_Task details_
From the data below, return each line in which the string "audit" is found.

_Supplied material_
=== Begin Enclosure ===
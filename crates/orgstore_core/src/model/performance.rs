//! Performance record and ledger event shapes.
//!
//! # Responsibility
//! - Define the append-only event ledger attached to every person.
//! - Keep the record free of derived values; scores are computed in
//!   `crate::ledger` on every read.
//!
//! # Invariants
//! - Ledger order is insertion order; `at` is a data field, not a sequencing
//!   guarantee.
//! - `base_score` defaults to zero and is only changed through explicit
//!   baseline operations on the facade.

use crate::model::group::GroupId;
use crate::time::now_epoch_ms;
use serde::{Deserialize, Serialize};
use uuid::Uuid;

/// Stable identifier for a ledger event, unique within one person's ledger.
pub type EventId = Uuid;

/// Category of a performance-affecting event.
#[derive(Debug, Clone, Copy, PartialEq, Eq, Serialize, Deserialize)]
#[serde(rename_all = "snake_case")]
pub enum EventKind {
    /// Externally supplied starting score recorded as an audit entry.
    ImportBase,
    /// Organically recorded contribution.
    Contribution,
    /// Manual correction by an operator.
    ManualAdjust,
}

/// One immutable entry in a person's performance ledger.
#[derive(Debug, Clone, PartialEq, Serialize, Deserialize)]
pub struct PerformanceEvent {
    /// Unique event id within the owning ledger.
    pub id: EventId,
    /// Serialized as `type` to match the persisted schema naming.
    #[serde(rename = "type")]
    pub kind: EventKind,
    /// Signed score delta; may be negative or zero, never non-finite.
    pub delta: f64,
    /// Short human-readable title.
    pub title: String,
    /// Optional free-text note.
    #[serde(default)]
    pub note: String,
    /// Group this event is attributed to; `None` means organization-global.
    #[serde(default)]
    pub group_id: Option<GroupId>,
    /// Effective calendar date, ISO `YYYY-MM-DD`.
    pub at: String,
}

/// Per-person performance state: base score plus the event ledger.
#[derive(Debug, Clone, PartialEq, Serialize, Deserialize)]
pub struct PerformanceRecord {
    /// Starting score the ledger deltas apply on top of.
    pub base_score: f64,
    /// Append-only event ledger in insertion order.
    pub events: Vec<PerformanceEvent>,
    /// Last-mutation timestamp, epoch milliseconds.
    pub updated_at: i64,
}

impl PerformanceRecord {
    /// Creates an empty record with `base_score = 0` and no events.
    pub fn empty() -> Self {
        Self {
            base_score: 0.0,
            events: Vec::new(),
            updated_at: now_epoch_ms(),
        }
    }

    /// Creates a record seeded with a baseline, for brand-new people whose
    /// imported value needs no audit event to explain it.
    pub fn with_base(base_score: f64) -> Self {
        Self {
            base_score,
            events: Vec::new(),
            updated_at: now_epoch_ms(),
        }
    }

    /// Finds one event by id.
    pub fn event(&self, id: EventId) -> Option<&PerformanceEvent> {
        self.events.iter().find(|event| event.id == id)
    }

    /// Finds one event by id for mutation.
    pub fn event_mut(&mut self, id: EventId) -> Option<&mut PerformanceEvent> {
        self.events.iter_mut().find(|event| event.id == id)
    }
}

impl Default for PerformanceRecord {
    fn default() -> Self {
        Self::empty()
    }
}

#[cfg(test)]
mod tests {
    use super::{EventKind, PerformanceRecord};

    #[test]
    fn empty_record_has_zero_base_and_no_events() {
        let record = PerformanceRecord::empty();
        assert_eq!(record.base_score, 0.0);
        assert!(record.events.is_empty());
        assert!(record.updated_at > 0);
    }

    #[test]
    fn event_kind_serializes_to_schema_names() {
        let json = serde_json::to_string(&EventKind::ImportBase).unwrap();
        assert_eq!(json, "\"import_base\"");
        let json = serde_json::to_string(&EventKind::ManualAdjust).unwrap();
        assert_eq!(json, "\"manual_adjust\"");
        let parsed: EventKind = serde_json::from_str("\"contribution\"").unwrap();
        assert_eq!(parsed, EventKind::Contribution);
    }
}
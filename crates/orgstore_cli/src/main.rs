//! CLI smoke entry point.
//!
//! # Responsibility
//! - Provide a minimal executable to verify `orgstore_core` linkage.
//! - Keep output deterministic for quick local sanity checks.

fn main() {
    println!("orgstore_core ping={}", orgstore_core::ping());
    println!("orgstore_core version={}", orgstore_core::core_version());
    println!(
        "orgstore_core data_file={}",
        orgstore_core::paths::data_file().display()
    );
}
=== End Enclosure ===
_Answer to this exercise_
    /// Externally supplied starting score recorded as an audit entry.
    /// imported value needs no audit event to explain it.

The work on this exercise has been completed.